Evolution problems with perturbed $1$-Laplacian type operators on random walk spaces
W. Górny, J. M. Mazón, J. Toledo
TL;DR
This work develops a unified variational framework for nonlocal evolution with inhomogeneous growth on random walk spaces, encompassing both graph-based and continuum kernels. By formulating two-structure gradient flows for energies with $(1,p)$ or $(q,p)$ growth and a partitioned growth functional, it proves existence, uniqueness, contraction, and mass-conservation results via completely accretive subdifferentials and nonlinear semigroup theory. The authors derive extinction-time estimates under Poincaré-type inequalities and provide explicit graph and nonlocal examples to reveal diverse diffusion regimes. The results offer a robust toolkit for modeling inhomogeneous nonlocal PDEs on general random-walk spaces, with potential applications in heterogeneous media and network-driven processes.
Abstract
Random walk spaces are a general framework for the study of PDEs.

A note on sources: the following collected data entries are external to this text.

//! Built-in Kubernetes health-check handlers.
//!
//! | Probe | Path | Question |
//! |---|---|---|
//! | **Liveness** | `/healthz` | Is the process alive? Failure → restart. |
//! | **Readiness** | `/readyz` | Can the pod serve traffic? Failure → pulled from load-balancer. |
//!
//! Register them like any route:
//!
//! ```rust
//! use allium::{health, Composer};
//!
//! let mut app = Composer::new();
//! app.get("/healthz", health::liveness);
//! app.get("/readyz", health::readiness);
//! ```
//!
//! Replace `readiness` with your own handler if the pod must gate on
//! dependency availability before accepting traffic.

use crate::context::Context;

/// Liveness probe handler.
///
/// Always `200 OK` with body `"ok"` — if the process can respond to HTTP at
/// all, it is alive, so this handler intentionally has no dependencies.
pub async fn liveness(mut ctx: Context) -> Context {
    ctx.write("ok");
    ctx
}

/// Readiness probe handler (default implementation).
///
/// `200 OK` with body `"ready"`.
pub async fn readiness(mut ctx: Context) -> Context {
    ctx.write("ready");
    ctx
}
//! Dynamically bound handlers: source priority, typed conversion, custom
//! sources, fast-path equivalence, and fail-fast behavior.

use allium::{
    bound, nullary, with_text, BindSource, BindValue, BoundArg, Composer, Context, Method,
    ParamSpec, Request, Response, Route,
};

fn body(response: &Response) -> String {
    String::from_utf8_lossy(response.body()).into_owned()
}

async fn respond(route: &Route, request: Request) -> String {
    body(&route.respond(request).await)
}

async fn echo_name(mut ctx: Context, name: String) -> Context {
    ctx.write(name);
    ctx
}

// ── Source priority ──────────────────────────────────────────────────────────

#[tokio::test]
async fn query_string_beats_cookie() {
    let mut app = Composer::new();
    app.get("/greet", with_text("name", echo_name));
    let routes = app.build();

    let request = Request::new(Method::GET, "/greet?name=from-query")
        .with_header("cookie", "name=from-cookie");
    assert_eq!(respond(&routes[0], request).await, "from-query");
}

#[tokio::test]
async fn cookie_is_used_when_nothing_else_matches() {
    let mut app = Composer::new();
    app.get("/greet", with_text("name", echo_name));
    let routes = app.build();

    let request = Request::new(Method::GET, "/greet").with_header("cookie", "name=from-cookie");
    assert_eq!(respond(&routes[0], request).await, "from-cookie");
}

#[tokio::test]
async fn form_body_values_resolve_like_query_values() {
    let mut app = Composer::new();
    app.post("/greet", with_text("name", echo_name));
    let routes = app.build();

    let request = Request::new(Method::POST, "/greet")
        .with_header("content-type", "application/x-www-form-urlencoded")
        .with_body("name=from+form");
    assert_eq!(respond(&routes[0], request).await, "from form");
}

#[tokio::test]
async fn router_extracted_arguments_resolve_by_name() {
    let mut app = Composer::new();
    app.get(
        "/users/{id}",
        bound(vec![ParamSpec::int("id")], |mut ctx: Context, args: Vec<BoundArg>| async move {
            let id = args[0].as_int().unwrap_or(-1);
            ctx.write(format!("user {id}"));
            ctx
        }),
    );
    let routes = app.build();

    // As it arrives from the router after matching `/users/42`.
    let request = Request::new(Method::GET, "/users/42").with_param("id", "42");
    assert_eq!(respond(&routes[0], request).await, "user 42");
}

// ── Typed conversion and multiple parameters ─────────────────────────────────

#[tokio::test]
async fn parameters_bind_in_declaration_order_with_their_declared_kinds() {
    let mut app = Composer::new();
    app.get(
        "/scale",
        bound(
            vec![ParamSpec::text("name"), ParamSpec::int("n"), ParamSpec::float("factor")],
            |mut ctx: Context, args: Vec<BoundArg>| async move {
                let name = args[0].as_text().unwrap_or("?").to_owned();
                let n = args[1].as_int().unwrap_or(0);
                let factor = args[2].as_float().unwrap_or(0.0);
                ctx.write(format!("{name}:{}", n as f64 * factor));
                ctx
            },
        ),
    );
    let routes = app.build();

    let request = Request::new(Method::GET, "/scale?name=load&n=4&factor=2.5");
    assert_eq!(respond(&routes[0], request).await, "load:10");
}

#[tokio::test]
async fn the_request_itself_binds_by_type() {
    let mut app = Composer::new();
    app.get(
        "/where",
        bound(vec![ParamSpec::request("req")], |mut ctx: Context, args: Vec<BoundArg>| async move {
            let path = args[0].as_request().map(|r| r.path().to_owned()).unwrap_or_default();
            ctx.write(path);
            ctx
        }),
    );
    let routes = app.build();

    let request = Request::new(Method::GET, "/where");
    assert_eq!(respond(&routes[0], request).await, "/where");
}

// ── Custom sources ───────────────────────────────────────────────────────────

struct HeaderSource;

impl BindSource for HeaderSource {
    fn name(&self) -> &'static str {
        "header"
    }

    fn resolve(&self, request: &Request, param: &ParamSpec) -> Option<BindValue> {
        request.header(param.name()).map(|v| BindValue::Raw(v.to_owned()))
    }
}

#[tokio::test]
async fn appended_sources_answer_after_the_built_ins() {
    let mut app = Composer::new();
    app.binder_mut().push_source(HeaderSource);
    app.get("/greet", with_text("x-name", echo_name));
    let routes = app.build();

    let request = Request::new(Method::GET, "/greet").with_header("x-name", "from-header");
    assert_eq!(respond(&routes[0], request).await, "from-header");

    // Built-in priority undisturbed: the query still wins over the header.
    let request = Request::new(Method::GET, "/greet?x-name=from-query")
        .with_header("x-name", "from-header");
    assert_eq!(respond(&routes[0], request).await, "from-query");
}

// ── Fast paths ───────────────────────────────────────────────────────────────

#[tokio::test]
async fn with_text_and_bound_produce_identical_behavior() {
    let mut app = Composer::new();
    app.get("/fast", with_text("name", echo_name));
    app.get(
        "/general",
        bound(vec![ParamSpec::text("name")], |mut ctx: Context, args: Vec<BoundArg>| async move {
            let name = args[0].as_text().unwrap_or("?").to_owned();
            ctx.write(name);
            ctx
        }),
    );
    let routes = app.build();

    let fast = respond(&routes[0], Request::new(Method::GET, "/fast?name=same")).await;
    let general = respond(&routes[1], Request::new(Method::GET, "/general?name=same")).await;
    assert_eq!(fast, general);
}

#[tokio::test]
async fn nullary_handlers_run_for_their_side_effects() {
    use std::sync::atomic::{AtomicBool, Ordering};
    use std::sync::Arc;

    let hit = Arc::new(AtomicBool::new(false));
    let flag = Arc::clone(&hit);

    let mut app = Composer::new();
    app.get(
        "/ping",
        nullary(move || {
            let flag = Arc::clone(&flag);
            async move {
                flag.store(true, Ordering::SeqCst);
            }
        }),
    );
    let routes = app.build();

    let response = routes[0].respond(Request::new(Method::GET, "/ping")).await;
    assert!(hit.load(Ordering::SeqCst));
    assert!(response.body().is_empty());
}

// ── Fail-fast ────────────────────────────────────────────────────────────────

#[tokio::test]
#[should_panic(expected = "no binding source resolved parameter `name`")]
async fn an_unresolvable_parameter_fails_the_invocation() {
    let mut app = Composer::new();
    app.get("/greet", with_text("name", echo_name));
    let routes = app.build();

    routes[0].respond(Request::new(Method::GET, "/greet")).await;
}

#[tokio::test]
#[should_panic(expected = "not a valid int")]
async fn a_conversion_failure_fails_the_invocation() {
    let mut app = Composer::new();
    app.get(
        "/n",
        bound(vec![ParamSpec::int("n")], |ctx: Context, _args: Vec<BoundArg>| async move { ctx }),
    );
    let routes = app.build();

    routes[0].respond(Request::new(Method::GET, "/n?n=forty-two")).await;
}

They include as particular cases locally finite weighted connected graphs and nonlocal settings involving symmetric integrable kernels on $\mathbb{R}^N$. We are interested in the study of evolution problems involving two random walk structures so that the associated functionals have different growth on each structure. We also deal with the case of a functional with different growth on a partition of the random walk.